Repeat the records below line by line, exactly, finishing on the line that contains "use super::pattern::TextPattern;".

Data items:
━━━

//! OCR front end: cropping, padding, normalization and coordinate mapping
//! around an injected `TextRecognizer`

use std::sync::Arc;

use image::imageops::{self, FilterType};
use image::{Rgb, RgbImage};
use serde::{Deserialize, Serialize};
use unicode_normalization::UnicodeNormalization;

use super::engine::{RecognizedText, TextRecognizer};
use super::pattern::TextPattern;
use super::types::{OcrResult, OcrResultList};
use crate::debug::{DebugReporter, NoopReporter, RESULT_COLOR, annotate};
use crate::error::{VisionError, VisionResult};
use crate::geometry::{Rect, Size, bounding_box};
use crate::loader::{ImageSource, crop_rect, load_rgb, resolve_rect};

#[derive(Debug, Clone, PartialEq, Serialize, Deserialize)]
#[serde(default)]
pub struct OcrConfig {
    /// Inputs smaller than this in either dimension are padded up to it
    pub min_canvas: Size,
    /// Fill color of the padding
    pub background: [u8; 3],
    /// Applied to the text after NFKC normalization, in order
    pub replacements: Vec<(String, String)>,
}

impl Default for OcrConfig {
    fn default() -> Self {
        Self {
            min_canvas: Size::new(631, 631),
            background: [0, 0, 0],
            replacements: vec![("ą".to_string(), "a".to_string())],
        }
    }
}

/// Where the engine's image sits relative to the source image
#[derive(Debug, Clone, Copy)]
struct FrameMapping {
    /// Top-left of the crop in the source image
    crop_x: i32,
    crop_y: i32,
    /// Top-left of the (scaled) crop on the padded canvas
    pad_x: i32,
    pad_y: i32,
    scale: f32,
}

impl FrameMapping {
    fn identity_at(crop_x: i32, crop_y: i32) -> Self {
        Self {
            crop_x,
            crop_y,
            pad_x: 0,
            pad_y: 0,
            scale: 1.0,
        }
    }

    fn to_source(&self, rect: Rect) -> Rect {
        let x = ((rect.x - self.pad_x) as f32 / self.scale).round() as i32;
        let y = ((rect.y - self.pad_y) as f32 / self.scale).round() as i32;
        Rect::new(
            self.crop_x + x,
            self.crop_y + y,
            (rect.width as f32 / self.scale).round() as u32,
            (rect.height as f32 / self.scale).round() as u32,
        )
    }
}

/// Text recognition over screenshots
pub struct Ocr {
    engine: Arc<dyn TextRecognizer>,
    config: OcrConfig,
    reporter: Arc<dyn DebugReporter>,
}

impl Ocr {
    pub fn new(engine: Arc<dyn TextRecognizer>) -> Self {
        Self::with_config(engine, OcrConfig::default(), Arc::new(NoopReporter))
    }

    pub fn with_config(
        engine: Arc<dyn TextRecognizer>,
        config: OcrConfig,
        reporter: Arc<dyn DebugReporter>,
    ) -> Self {
        Self {
            engine,
            config,
            reporter,
        }
    }

    pub fn config(&self) -> &OcrConfig {
        &self.config
    }

    /// Recognize all text in `image`, or in `rect` within it.
    ///
    /// With `pad`, inputs smaller than the minimum canvas are centered on a
    /// canvas of that size first. Every result carries both its rect on the
    /// image the engine saw and its rect in `image`.
    pub fn ocr(&self, image: &ImageSource, rect: Option<Rect>, pad: bool) -> VisionResult<OcrResultList> {
        let image = load_rgb(image)?;
        self.ocr_rgb(&image, rect, pad)
    }

    /// First result matching `pattern`.
    ///
    /// `hint` is searched first; on a miss the search is repeated over `rect`
    /// (the whole image if `None`).
    pub fn find(
        &self,
        image: &ImageSource,
        pattern: impl Into<TextPattern>,
        hint: Option<Rect>,
        rect: Option<Rect>,
    ) -> VisionResult<Option<OcrResult>> {
        let image = load_rgb(image)?;
        self.find_rgb(&image, &pattern.into(), hint, rect)
    }

    /// Like `find`, but a miss is an error carrying the pattern and the image
    pub fn expect(
        &self,
        image: &ImageSource,
        pattern: impl Into<TextPattern>,
        hint: Option<Rect>,
        rect: Option<Rect>,
    ) -> VisionResult<OcrResult> {
        let image = load_rgb(image)?;
        let pattern = pattern.into();
        match self.find_rgb(&image, &pattern, hint, rect)? {
            Some(found) => Ok(found),
            None => Err(VisionError::TextNotFound {
                pattern: pattern.to_string(),
                image: Box::new(image),
            }),
        }
    }

    fn find_rgb(
        &self,
        image: &RgbImage,
        pattern: &TextPattern,
        hint: Option<Rect>,
        rect: Option<Rect>,
    ) -> VisionResult<Option<OcrResult>> {
        if let Some(hint) = hint {
            let found = self.first_match(image, pattern, Some(hint))?;
            if found.is_some() {
                log::debug!("🔤 {} found inside hint {}", pattern, hint);
                return Ok(found);
            }
            log::debug!("🔤 {} not inside hint {}, searching {:?}", pattern, hint, rect);
        }
        self.first_match(image, pattern, rect)
    }

    fn first_match(
        &self,
        image: &RgbImage,
        pattern: &TextPattern,
        rect: Option<Rect>,
    ) -> VisionResult<Option<OcrResult>> {
        Ok(self
            .ocr_rgb(image, rect, true)?
            .into_iter()
            .find(|r| pattern.is_match(&r.text)))
    }

    fn ocr_rgb(&self, image: &RgbImage, rect: Option<Rect>, pad: bool) -> VisionResult<OcrResultList> {
        let (cropped, crop_x, crop_y) = match rect {
            Some(rect) => {
                let area = resolve_rect(rect, image.width(), image.height())?;
                (crop_rect(image, area)?, area.x, area.y)
            }
            None => (image.clone(), 0, 0),
        };

        let (input, mapping) = if pad {
            self.pad(cropped, crop_x, crop_y)
        } else {
            (cropped, FrameMapping::identity_at(crop_x, crop_y))
        };
        log::debug!(
            "🔤 ocr {}x{} (crop at {},{} pad at {},{} scale {:.3})",
            input.width(),
            input.height(),
            mapping.crop_x,
            mapping.crop_y,
            mapping.pad_x,
            mapping.pad_y,
            mapping.scale
        );

        let raw = self.engine.recognize(&imageops::grayscale(&input))?;
        let results: OcrResultList = raw
            .into_iter()
            .filter_map(|r| self.convert(r, &mapping))
            .collect();
        log::debug!("  {} text results", results.len());
        self.report(&input, &results);
        Ok(results)
    }

    /// Center `image` on a canvas of at least `min_canvas`, downscaling it
    /// first if it is larger than the canvas in one dimension
    fn pad(&self, image: RgbImage, crop_x: i32, crop_y: i32) -> (RgbImage, FrameMapping) {
        let Size {
            width: canvas_w,
            height: canvas_h,
        } = self.config.min_canvas;
        let (w, h) = image.dimensions();
        if w >= canvas_w && h >= canvas_h {
            return (image, FrameMapping::identity_at(crop_x, crop_y));
        }

        let (image, scale) = if w > canvas_w || h > canvas_h {
            let scale = (canvas_w as f32 / w as f32).min(canvas_h as f32 / h as f32);
            let new_w = ((w as f32 * scale).round() as u32).max(1);
            let new_h = ((h as f32 * scale).round() as u32).max(1);
            (imageops::resize(&image, new_w, new_h, FilterType::Lanczos3), scale)
        } else {
            (image, 1.0)
        };

        let pad_x = canvas_w.saturating_sub(image.width()) / 2;
        let pad_y = canvas_h.saturating_sub(image.height()) / 2;
        let mut canvas = RgbImage::from_pixel(canvas_w, canvas_h, Rgb(self.config.background));
        imageops::overlay(&mut canvas, &image, pad_x as i64, pad_y as i64);
        (
            canvas,
            FrameMapping {
                crop_x,
                crop_y,
                pad_x: pad_x as i32,
                pad_y: pad_y as i32,
                scale,
            },
        )
    }

    fn convert(&self, raw: RecognizedText, mapping: &FrameMapping) -> Option<OcrResult> {
        let Some(rect) = bounding_box(&raw.corners) else {
            log::trace!("dropping {:?}: no corners", raw.text);
            return None;
        };
        Some(OcrResult {
            text: self.normalize(&raw.text),
            rect,
            confidence: raw.confidence,
            original_rect: mapping.to_source(rect),
        })
    }

    /// Fold full-width forms to half-width and strip known artifacts
    fn normalize(&self, text: &str) -> String {
        let mut text: String = text.nfkc().collect();
        for (from, to) in &self.config.replacements {
            text = text.replace(from.as_str(), to);
        }
        text
    }

    fn report(&self, input: &RgbImage, results: &OcrResultList) {
        if !self.reporter.enabled() {
            return;
        }
        let rects: Vec<Rect> = results.iter().map(|r| r.rect).collect();
        let lines: Vec<String> = results.iter().map(|r| r.to_string()).collect();
        self.reporter.report(
            "ocr",
            &[annotate(input, &rects, RESULT_COLOR)],
            &lines.join("\n"),
        );
    }
}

━━━

**The completed task**
//! OCR front end: cropping, padding, normalization and coordinate mapping
//! around an injected `TextRecognizer`

use std::sync::Arc;

use image::imageops::{self, FilterType};
use image::{Rgb, RgbImage};
use serde::{Deserialize, Serialize};
use unicode_normalization::UnicodeNormalization;

use super::engine::{RecognizedText, TextRecognizer};
use super::pattern::TextPattern;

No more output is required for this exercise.